All went well. My husband was with me for both surgeries, and an Uber driver named Tammy drove me to the next-day checkups. When the first patch came off, I was amazed at how clear and full I could see. Blue was REALLY blue. Landscapes were detailed 3-D splendor. When I shut my “new eye” and looked through the old, it was like seeing through the bottom of a dirty coffee filter: brown, flat, depressing. I spent a week squinting one eye shut so I could see to walk, the vision difference was so profound. The biggest challenge was walking up steps to the communion rail at church. But I made it, and eagerly faced the second surgery. Who knew there were purple plastic nibs at the ends of the bristles of my black hairbrush? I didn’t. Why had I waited so long? What else had I been missing?

A week after the second surgery I was driving again, this time to a Golden Corral, where I was to brunch with other members of the Episcopal Church Women. True, I now had to wear a cheap pair of reading glasses, bound by a chain around my neck so I could see up close. But how the colors popped! Just standing in front of a rack of cherry coral and gumdrop green plastic plates and cups was amazing. The only thing that pushed me to finally choose a plate was the herd of I-95 travelers and Carolina Premium Outlet shoppers who wanted their third and fourth plates to heap with fried foods and hot biscuits, unfazed that I was experiencing rebirth amid their excess. I shuffled along, filling my coral plate with golden eggs and emerald spinach, the foods as dazzling as diamonds in a jewelers’ case due to the heat lamp lighting.
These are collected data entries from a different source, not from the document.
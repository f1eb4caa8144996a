//! Configuration assembly for CLI arguments
//!
//! Precedence: built-in defaults, then the config file (`--config` or the
//! per-user default when it exists), then command line flags.

use crate::cli::main_impl::{Cli, Command};
use crate::{
    config::{EditorConfig, EditorConfigBuilder},
    utils::ExecutionProviderManager,
};
use anyhow::{Context, Result};
use std::path::PathBuf;

pub(crate) struct CliConfigBuilder;

impl CliConfigBuilder {
    /// Build the editor configuration for this invocation
    pub(crate) fn from_cli(cli: &Cli) -> Result<EditorConfig> {
        let base = Self::load_base_config(cli)?;
        let mut builder = EditorConfigBuilder::from_config(base);

        if let Some(provider) = &cli.backend {
            let (backend_type, execution_provider) =
                ExecutionProviderManager::parse_provider_string(provider)
                    .context("Invalid backend selection")?;
            builder = builder
                .backend_type(backend_type)
                .execution_provider(execution_provider);
        }
        if let Some(model) = &cli.model {
            builder = builder.model_path(model.clone());
        }
        if let Some(threads) = cli.threads {
            builder = builder.intra_threads(threads);
        }
        builder = builder.debug(cli.verbose >= 2);

        if let Command::Erase(args) = &cli.command {
            if let Some(width) = args.display_width {
                builder = builder.display_width(width);
            }
            if let Some(size) = args.brush_size {
                builder = builder.default_brush_size(size);
            }
            if let Some(radius) = args.radius {
                builder = builder.inpaint_radius(radius);
            }
            if let Some(method) = args.method {
                builder = builder.inpaint_method(method);
            }
            if let Some(backdrop) = args.backdrop {
                builder = builder.backdrop(backdrop);
            }
            if let Some(quality) = args.jpeg_quality {
                builder = builder.jpeg_quality(quality);
            }
        }

        builder.build().context("Invalid configuration")
    }

    fn load_base_config(cli: &Cli) -> Result<EditorConfig> {
        if let Some(path) = &cli.config {
            return EditorConfig::from_file(path)
                .with_context(|| format!("Failed to load config file {}", path.display()));
        }

        match EditorConfig::default_path().filter(|path| path.is_file()) {
            Some(path) => {
                log::debug!("Using config file {}", path.display());
                EditorConfig::from_file(&path)
                    .with_context(|| format!("Failed to load config file {}", path.display()))
            },
            None => Ok(EditorConfig::default()),
        }
    }

    /// Output path for an artifact: the explicit flag, else the artifact's own name
    pub(crate) fn output_path(explicit: Option<&PathBuf>, artifact_name: &str) -> PathBuf {
        explicit.cloned().unwrap_or_else(|| PathBuf::from(artifact_name))
    }
}
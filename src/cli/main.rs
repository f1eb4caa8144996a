//! magic-photo command line front end

use super::config::CliConfigBuilder;
use super::shell;
use crate::{
    canvas::StrokeEvent,
    config::{Backdrop, EditorConfig, InpaintMethod},
    processor::BackgroundRemovalProcessor,
    services::{ImageIOService, BACKGROUND_REMOVED_FILE_NAME, ERASED_FILE_NAME},
    session::{EditorSession, Notice, SessionEvent},
    tracing_config::{init_cli_tracing, spans},
    types::{EditResult, PaintMask},
    utils::ExecutionProviderManager,
};
use anyhow::{bail, Context, Result};
use clap::{Args, Parser, Subcommand};
use image::imageops::FilterType;
use indicatif::{ProgressBar, ProgressStyle};
use log::info;
use std::path::{Path, PathBuf};
use std::time::Duration;
use tracing::Instrument;

/// Photo editor with AI background removal and a magic eraser
#[derive(Parser, Debug)]
#[command(author, version, about, long_about = None)]
#[command(name = "magic-photo")]
pub struct Cli {
    #[command(subcommand)]
    pub command: Command,

    /// Enable verbose logging (-v: DEBUG, -vv: TRACE)
    #[arg(short, long, action = clap::ArgAction::Count, global = true)]
    pub verbose: u8,

    /// JSON configuration file [default: <config dir>/magic-photo/config.json if present]
    #[arg(long, value_name = "FILE", global = true)]
    pub config: Option<PathBuf>,

    /// Segmentation backend as backend[:provider] (tract, onnx:auto, onnx:cuda, mock)
    #[arg(short, long, value_name = "BACKEND", global = true)]
    pub backend: Option<String>,

    /// Segmentation model file, or a directory containing model.onnx
    #[arg(short, long, value_name = "PATH", global = true)]
    pub model: Option<PathBuf>,

    /// Inference threads (0 = auto)
    #[arg(short, long, global = true)]
    pub threads: Option<usize>,
}

#[derive(Subcommand, Debug)]
pub enum Command {
    /// Remove the background of a photo and write a transparent PNG
    RemoveBg(RemoveBgArgs),
    /// Erase a painted region of a photo and write a JPEG
    Erase(EraseArgs),
    /// Interactive editing session over stdin
    Session,
    /// Show segmentation backends and execution providers
    Providers,
}

#[derive(Args, Debug)]
pub struct RemoveBgArgs {
    /// PNG or JPEG photo
    pub input: PathBuf,

    /// Output file [default: no_bg.png]
    #[arg(short, long, value_name = "OUTPUT")]
    pub output: Option<PathBuf>,
}

#[derive(Args, Debug)]
#[command(group = clap::ArgGroup::new("paint").required(true).args(["strokes", "mask"]))]
pub struct EraseArgs {
    /// PNG or JPEG photo
    pub input: PathBuf,

    /// JSON array of strokes in display coordinates
    #[arg(long, value_name = "FILE")]
    pub strokes: Option<PathBuf>,

    /// Mask image; non-zero pixels are erased (resized to the display size)
    #[arg(long, value_name = "FILE")]
    pub mask: Option<PathBuf>,

    /// Brush size for strokes that do not set one (1-50)
    #[arg(long)]
    pub brush_size: Option<u32>,

    /// Inpainting neighborhood radius
    #[arg(long)]
    pub radius: Option<u32>,

    /// Inpainting method (telea, diffusion)
    #[arg(long)]
    pub method: Option<InpaintMethod>,

    /// Width the photo is scaled to before painting
    #[arg(long)]
    pub display_width: Option<u32>,

    /// Color behind transparent pixels (white, black, #rrggbb)
    #[arg(long)]
    pub backdrop: Option<Backdrop>,

    /// JPEG quality of the result (1-100)
    #[arg(long)]
    pub jpeg_quality: Option<u8>,

    /// Output file [default: erased_photo.jpg]
    #[arg(short, long, value_name = "OUTPUT")]
    pub output: Option<PathBuf>,
}

/// A stroke as written in a strokes file; the brush size may be omitted
#[derive(Debug, serde::Deserialize)]
struct StrokeRecord {
    points: Vec<(f32, f32)>,
    brush_size: Option<u32>,
}

pub async fn main() -> Result<()> {
    let cli = Cli::parse();

    let session_id = init_cli_tracing(cli.verbose).context("Failed to initialize tracing")?;

    if matches!(cli.command, Command::Providers) {
        show_provider_diagnostics();
        return Ok(());
    }

    let config = CliConfigBuilder::from_cli(&cli).context("Failed to build configuration")?;
    let command_name = match &cli.command {
        Command::RemoveBg(_) => "remove-bg",
        Command::Erase(_) => "erase",
        Command::Session => "session",
        Command::Providers => "providers",
    };
    let session_span = spans::session(&session_id, command_name);
    run_command(&cli, config).instrument(session_span).await
}

async fn run_command(cli: &Cli, config: EditorConfig) -> Result<()> {
    info!(
        "Backend: {}, model: {}",
        ExecutionProviderManager::provider_to_string(config.backend_type, config.execution_provider),
        config.model_spec.display_name()
    );

    match &cli.command {
        Command::RemoveBg(args) => {
            let mut processor = BackgroundRemovalProcessor::new(config)
                .context("Failed to create background removal processor")?;
            remove_background(&mut processor, args)
                .instrument(spans::file_processing(&args.input))
                .await
        },
        Command::Erase(args) => {
            let session = EditorSession::new(config).context("Failed to create editing session")?;
            erase(session, args)
                .instrument(spans::file_processing(&args.input))
                .await
        },
        Command::Session => {
            let session = EditorSession::new(config).context("Failed to create editing session")?;
            shell::run(session).await
        },
        Command::Providers => Ok(()),
    }
}

async fn remove_background(
    processor: &mut BackgroundRemovalProcessor,
    args: &RemoveBgArgs,
) -> Result<()> {
    let spinner = spinner("Removing background...");
    let result = processor.process_file(&args.input).await;
    spinner.finish_and_clear();
    let result = result.context("Failed to remove background")?;

    let output = CliConfigBuilder::output_path(args.output.as_ref(), BACKGROUND_REMOVED_FILE_NAME);
    save_result(&result, &output).await?;
    report_timings(&args.input, &result);
    println!("✓ Done! Saved {}", output.display());
    Ok(())
}

async fn erase(mut session: EditorSession, args: &EraseArgs) -> Result<()> {
    let bytes = tokio::fs::read(&args.input)
        .await
        .with_context(|| format!("Failed to read {}", args.input.display()))?;
    let file_name = args
        .input
        .file_name()
        .map_or_else(|| args.input.display().to_string(), |n| n.to_string_lossy().into_owned());
    expect_no_errors(session.handle(SessionEvent::UploadEraser { bytes, file_name }))?;

    let events = match (&args.strokes, &args.mask) {
        (Some(path), _) => load_strokes(path, session.brush_size())
            .await?
            .into_iter()
            .map(SessionEvent::Stroke)
            .collect(),
        (None, Some(path)) => {
            let display = session
                .display_image()
                .context("Display image missing after upload")?;
            vec![SessionEvent::PaintMask(load_mask(path, display.dimensions())?)]
        },
        (None, None) => bail!("Either --strokes or --mask is required"),
    };
    for event in events {
        expect_no_errors(session.handle(event))?;
    }

    let spinner = spinner("Erasing...");
    let notices = session.handle(SessionEvent::Erase);
    spinner.finish_and_clear();
    for notice in &notices {
        match notice {
            Notice::Error(message) => bail!("{message}"),
            Notice::Warning(message) => bail!("{message}"),
            _ => {},
        }
    }

    let result = session
        .eraser_result()
        .context("Erase finished without a result")?;
    let output = CliConfigBuilder::output_path(args.output.as_ref(), ERASED_FILE_NAME);
    save_result(result, &output).await?;
    report_timings(&args.input, result);
    println!("✓ Done! Saved {}", output.display());
    Ok(())
}

/// Parse a strokes file, filling in `default_brush` where a stroke has none
pub(crate) fn parse_strokes(json: &str, default_brush: u32) -> Result<Vec<StrokeEvent>> {
    let records: Vec<StrokeRecord> =
        serde_json::from_str(json).context("Strokes file must be a JSON array of strokes")?;
    Ok(records
        .into_iter()
        .map(|record| StrokeEvent::new(record.points, record.brush_size.unwrap_or(default_brush)))
        .collect())
}

async fn load_strokes(path: &Path, default_brush: u32) -> Result<Vec<StrokeEvent>> {
    let json = tokio::fs::read_to_string(path)
        .await
        .with_context(|| format!("Failed to read strokes file {}", path.display()))?;
    parse_strokes(&json, default_brush)
}

/// Load a mask image and bring it to the display size
pub(crate) fn load_mask(path: &Path, display_dimensions: (u32, u32)) -> Result<PaintMask> {
    let mask = ImageIOService::load_mask(path)
        .with_context(|| format!("Failed to load mask {}", path.display()))?;
    let (width, height) = display_dimensions;
    let mask = if mask.dimensions() == display_dimensions {
        mask
    } else {
        image::imageops::resize(&mask, width, height, FilterType::Nearest)
    };
    Ok(PaintMask::from_gray_thresholded(&mask))
}

async fn save_result(result: &EditResult, output: &Path) -> Result<()> {
    ImageIOService::write_artifact_async(&result.artifact, output)
        .await
        .with_context(|| format!("Failed to write {}", output.display()))
}

fn expect_no_errors(notices: Vec<Notice>) -> Result<()> {
    for notice in notices {
        match notice {
            Notice::Error(message) => bail!("{message}"),
            Notice::Warning(message) => log::warn!("{message}"),
            Notice::Info(message) | Notice::Success(message) => info!("{message}"),
        }
    }
    Ok(())
}

fn report_timings(input: &Path, result: &EditResult) {
    let timings = result.timings();
    info!("Processing breakdown for {}:", input.display());
    info!("  ├─ Decode: {}ms", timings.image_decode_ms);
    if timings.inference_ms > 0 {
        info!("  ├─ Preprocessing: {}ms", timings.preprocessing_ms);
        info!("  ├─ Inference: {}ms", timings.inference_ms);
        info!("  ├─ Postprocessing: {}ms", timings.postprocessing_ms);
    }
    if timings.inpainting_ms > 0 {
        info!("  ├─ Inpainting: {}ms", timings.inpainting_ms);
    }
    info!("  ├─ Encode: {}ms", timings.image_encode_ms);
    info!("  └─ Total: {}ms", timings.total_ms);
}

pub(crate) fn spinner(message: &str) -> ProgressBar {
    let spinner = ProgressBar::new_spinner();
    let style = ProgressStyle::default_spinner()
        .template("{spinner:.green} {msg} [{elapsed}]")
        .unwrap_or_else(|_| ProgressStyle::default_spinner());
    spinner.set_style(style);
    spinner.set_message(message.to_string());
    spinner.enable_steady_tick(Duration::from_millis(100));
    spinner
}

fn show_provider_diagnostics() {
    println!("Backends and execution providers");
    println!("────────────────────────────────");

    let cpu_count = std::thread::available_parallelism()
        .map(std::num::NonZeroUsize::get)
        .unwrap_or(1);
    println!("System: {cpu_count} CPU cores detected\n");

    for provider in ExecutionProviderManager::list_all_providers() {
        let status = if provider.available {
            "available"
        } else {
            "not available"
        };
        println!("  • {:<10} {:<14} {}", provider.name, status, provider.description);
    }

    println!("\nUsage examples:");
    println!("  --backend tract       # Pure Rust inference (default)");
    println!("  --backend onnx:cuda   # ONNX Runtime on an NVIDIA GPU");
    println!("  --backend onnx        # Same as onnx:auto");
    println!("  --backend mock        # Synthetic mask, no model needed");
}
//! CLI entry point and shared setup.

mod args;
mod status;
mod watch;

use std::path::Path;

use clap::Parser;
use folio_realtime::{RealtimeConfig, RealtimeError};
use thiserror::Error;
use tracing_subscriber::{layer::SubscriberExt, util::SubscriberInitExt};

use args::{Cli, Commands, ConnectionArgs};

/// Errors surfaced to the user by the CLI.
#[derive(Debug, Error)]
pub enum CliError {
    #[error("{0}")]
    Config(String),

    #[error("I/O error: {0}")]
    Io(#[from] std::io::Error),

    #[error("Invalid config file: {0}")]
    Json(#[from] serde_json::Error),

    #[error(transparent)]
    Realtime(#[from] RealtimeError),
}

/// Parse arguments and run the selected command.
pub fn run_cli() {
    // .env values act as defaults for the FOLIO_* environment variables.
    dotenvy::dotenv().ok();
    let cli = Cli::parse();
    init_tracing();

    let result = match cli.command {
        Commands::Watch { page, cursor } => resolve_config(&cli.connection)
            .and_then(|config| watch::handle_watch(&cli.connection, config, &page, cursor)),
        Commands::Status => resolve_config(&cli.connection)
            .map(|config| status::handle_status(&cli.connection, &config)),
    };

    if let Err(e) = result {
        eprintln!("Error: {}", e);
        std::process::exit(1);
    }
}

/// Logs go to stderr so presence output on stdout stays readable.
fn init_tracing() {
    tracing_subscriber::registry()
        .with(
            tracing_subscriber::EnvFilter::try_from_default_env()
                .unwrap_or_else(|_| "folio=info,folio_realtime=info".into()),
        )
        .with(tracing_subscriber::fmt::layer().with_writer(std::io::stderr))
        .init();
}

/// Build the realtime configuration from the config file and flags.
///
/// Flags and `FOLIO_*` variables override values from the file.
fn resolve_config(args: &ConnectionArgs) -> Result<RealtimeConfig, CliError> {
    let mut config = match &args.config {
        Some(path) => load_config_file(path)?,
        None => RealtimeConfig::default(),
    };

    if let Some(server) = &args.server {
        config.channel.server_url = server.clone();
    }

    let user = &mut config.user;
    if let Some(id) = &args.user_id {
        user.id = id.clone();
    }
    if let Some(name) = &args.user_name {
        user.name = name.clone();
    }
    if let Some(email) = &args.user_email {
        user.email = email.clone();
    }
    if user.id.is_empty() {
        user.id = format!("cli-{}", std::process::id());
        if user.name.is_empty() {
            user.name = "folio cli".to_string();
        }
    }

    Ok(config)
}

fn load_config_file(path: &Path) -> Result<RealtimeConfig, CliError> {
    let text = std::fs::read_to_string(path).map_err(|e| {
        CliError::Config(format!("Failed to read {}: {}", path.display(), e))
    })?;
    Ok(serde_json::from_str(&text)?)
}

/// Show a secret as its length only.
fn redact(secret: Option<&str>) -> String {
    match secret {
        Some(s) if !s.is_empty() => format!("(set, {} chars)", s.chars().count()),
        _ => "(not set)".to_string(),
    }
}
The only other bottleneck I caused was when I became mesmerized by an enormous six-tier chocolate fountain, where children dunked marshmallows and brownies on wooden sticks under the cascading sauce. It reminded me of the Scalicis’ Christmas party years ago, when their mini fountain started careening out of control and spattered chocolate from buffet table to guests to lace curtains before Joe could dive behind the dining room hutch to unplug it.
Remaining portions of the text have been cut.